In a crisis situation such as this one, it’s important to maintain cash flow for companies and private individuals to avoid risks to liquidity realising as inability to pay. Most countries are predicting negative impact from the virus in second and third quarters, which allows us to look forward to a relatively strong gradual recovery from next year.
The expected recovery will be faster if countries along with entrepreneurs retain their employees. This is the path chosen by the Nordic countries via broad based salary subsidies. Imagine a situation, for example as we approach summer next year, where the virus has passed, and foreign markets are open for business. It is not an unlikely scenario, even though things are much more bleak today. There’s a lot of uncertainty. What we can expect is a gradual opening of European economies in order to maintain control over the spread of the virus.
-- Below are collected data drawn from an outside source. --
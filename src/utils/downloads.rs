//! Download target resolution.
//!
//! Inbound files land in the platform downloads directory (created 0700
//! if missing) or a configured override. Peer-supplied names are never
//! trusted as paths: only the final component is honoured, degenerate
//! names fall back to a fixed base, and collisions get a numeric suffix
//! so an existing file is never overwritten.

use crate::core::config::FALLBACK_FILE_NAME;
use anyhow::{anyhow, Context, Result};
use std::path::PathBuf;
use tracing::debug;

pub struct Downloads {
    override_dir: Option<PathBuf>,
}

impl Downloads {
    pub fn new(override_dir: Option<PathBuf>) -> Self {
        Self { override_dir }
    }

    /// Resolve the downloads directory, creating it if absent.
    pub fn dir(&self) -> Result<PathBuf> {
        let dir = match &self.override_dir {
            Some(d) => d.clone(),
            None => dirs::download_dir()
                .or_else(|| dirs::home_dir().map(|h| h.join("Downloads")))
                .ok_or_else(|| anyhow!("no downloads directory available"))?,
        };

        if !dir.exists() {
            std::fs::create_dir_all(&dir)
                .with_context(|| format!("creating downloads directory {}", dir.display()))?;
            #[cfg(unix)]
            {
                use std::os::unix::fs::PermissionsExt;
                std::fs::set_permissions(&dir, std::fs::Permissions::from_mode(0o700))
                    .with_context(|| format!("restricting {}", dir.display()))?;
            }
            debug!(event = "downloads_dir_created", dir = %dir.display());
        }

        Ok(dir)
    }

    /// Collision-free target path for a peer-offered file name.
    pub fn unique_path(&self, offered_name: &str) -> Result<PathBuf> {
        let dir = self.dir()?;
        let base = sanitize_file_name(offered_name);

        let candidate = dir.join(&base);
        if !candidate.exists() {
            return Ok(candidate);
        }

        let (stem, ext) = match base.rsplit_once('.') {
            Some((stem, ext)) if !stem.is_empty() => (stem.to_string(), format!(".{ext}")),
            _ => (base.clone(), String::new()),
        };

        for n in 1..u32::MAX {
            let candidate = dir.join(format!("{stem}-{n}{ext}"));
            if !candidate.exists() {
                return Ok(candidate);
            }
        }
        Err(anyhow!("no free file name for {base} in {}", dir.display()))
    }
}

/// Strip everything but the final path component; degenerate names fall
/// back to [`FALLBACK_FILE_NAME`].
fn sanitize_file_name(offered: &str) -> String {
    let base = offered
        .rsplit(['/', '\\'])
        .next()
        .unwrap_or_default()
        .trim();

    if base.is_empty() || base == "." || base == ".." {
        FALLBACK_FILE_NAME.to_string()
    } else {
        base.to_string()
    }
}

#[cfg(test)]
mod tests {
    use super::*;
    use uuid::Uuid;

    fn test_downloads() -> (Downloads, PathBuf) {
        let dir = std::env::temp_dir().join(format!("jabberdrop_test_dl_{}", Uuid::new_v4()));
        (Downloads::new(Some(dir.clone())), dir)
    }

    #[test]
    fn test_sanitize_plain_name() {
        assert_eq!(sanitize_file_name("report.pdf"), "report.pdf");
    }

    #[test]
    fn test_sanitize_strips_path_components() {
        assert_eq!(sanitize_file_name("../../etc/passwd"), "passwd");
        assert_eq!(sanitize_file_name("/tmp/evil"), "evil");
        assert_eq!(sanitize_file_name("c:\\users\\evil.exe"), "evil.exe");
    }

    #[test]
    fn test_sanitize_degenerate_names() {
        assert_eq!(sanitize_file_name(""), FALLBACK_FILE_NAME);
        assert_eq!(sanitize_file_name("   "), FALLBACK_FILE_NAME);
        assert_eq!(sanitize_file_name(".."), FALLBACK_FILE_NAME);
        assert_eq!(sanitize_file_name("dir/"), FALLBACK_FILE_NAME);
    }

    #[test]
    fn test_dir_created_on_demand() {
        let (dl, dir) = test_downloads();
        assert!(!dir.exists());
        assert_eq!(dl.dir().unwrap(), dir);
        assert!(dir.exists());

        let _ = std::fs::remove_dir_all(&dir);
    }

    #[test]
    fn test_unique_path_appends_counter() {
        let (dl, dir) = test_downloads();

        let first = dl.unique_path("x.txt").unwrap();
        assert_eq!(first, dir.join("x.txt"));
        std::fs::write(&first, b"taken").unwrap();

        let second = dl.unique_path("x.txt").unwrap();
        assert_eq!(second, dir.join("x-1.txt"));
        std::fs::write(&second, b"taken").unwrap();

        let third = dl.unique_path("x.txt").unwrap();
        assert_eq!(third, dir.join("x-2.txt"));

        let _ = std::fs::remove_dir_all(&dir);
    }

    #[test]
    fn test_unique_path_no_extension() {
        let (dl, dir) = test_downloads();

        std::fs::create_dir_all(&dir).unwrap();
        std::fs::write(dir.join("notes"), b"taken").unwrap();
        assert_eq!(dl.unique_path("notes").unwrap(), dir.join("notes-1"));

        let _ = std::fs::remove_dir_all(&dir);
    }

    #[test]
    fn test_unique_path_hidden_file() {
        let (dl, dir) = test_downloads();

        std::fs::create_dir_all(&dir).unwrap();
        std::fs::write(dir.join(".bashrc"), b"taken").unwrap();
        // A leading-dot name has no stem; the counter goes after the whole name.
        assert_eq!(dl.unique_path(".bashrc").unwrap(), dir.join(".bashrc-1"));

        let _ = std::fs::remove_dir_all(&dir);
    }
}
The crisis has shown the importance of the European Union and the Eurozone to all member states. It’s far more secure to face these challenges together, whether that is the coronavirus, migration crisis or cyber threats.
The European Union can show the strength to make the necessary compromises during difficult times, similarly to the global economic crisis or the European sovereign debt crisis.
One of the lessons of the crisis is that you cannot be prepared for all crises and that any remediation measures will need to be developed or adjusted at speed. Whilst you cannot be prepared for everything, it’s a matter of regret that over the last 10 years, people in developed countries have not built a financial buffer sufficient to get by without financial assistance for say 3 months.
In Estonia, we should be prepared for the increase in unemployment figures to reach double digits. Let’s hope that companies will think twice before using redundancies over retaining a valuable workforce that they’ll need in the future to be able to recover from the crisis. In some situations, it might be unavoidable in order to preserve the business. The current situation dictates measures to minimise further growth in unemployment, that would in turn have a negative impact on consumption and, from there, the real estate market. Most people’s savings are in real estate. In the future, these could be supplemented by financial investments i.e. liquid reserves for situations like this. In Estonia, we can expect a sharp economic downturn, fast growth in unemployment and a near-zero increase in prices. Supported by the new measures (drop in excise duties etc.), and as it did during the last global crisis, this could turn out to be a temporary and small drop in prices which is not an issue for consumers.
The most important factors for companies currently are the liquidity and salary support measures since bills still need paying.
The virus is temporary, and we should also be prepared for a strong growth period. The increasing risk today is that as part of state measures we do not focus enough on stimulating growth this year (the salary support could be broader), and overly focus on recovery in the following years instead, which is due to be rapid anyway.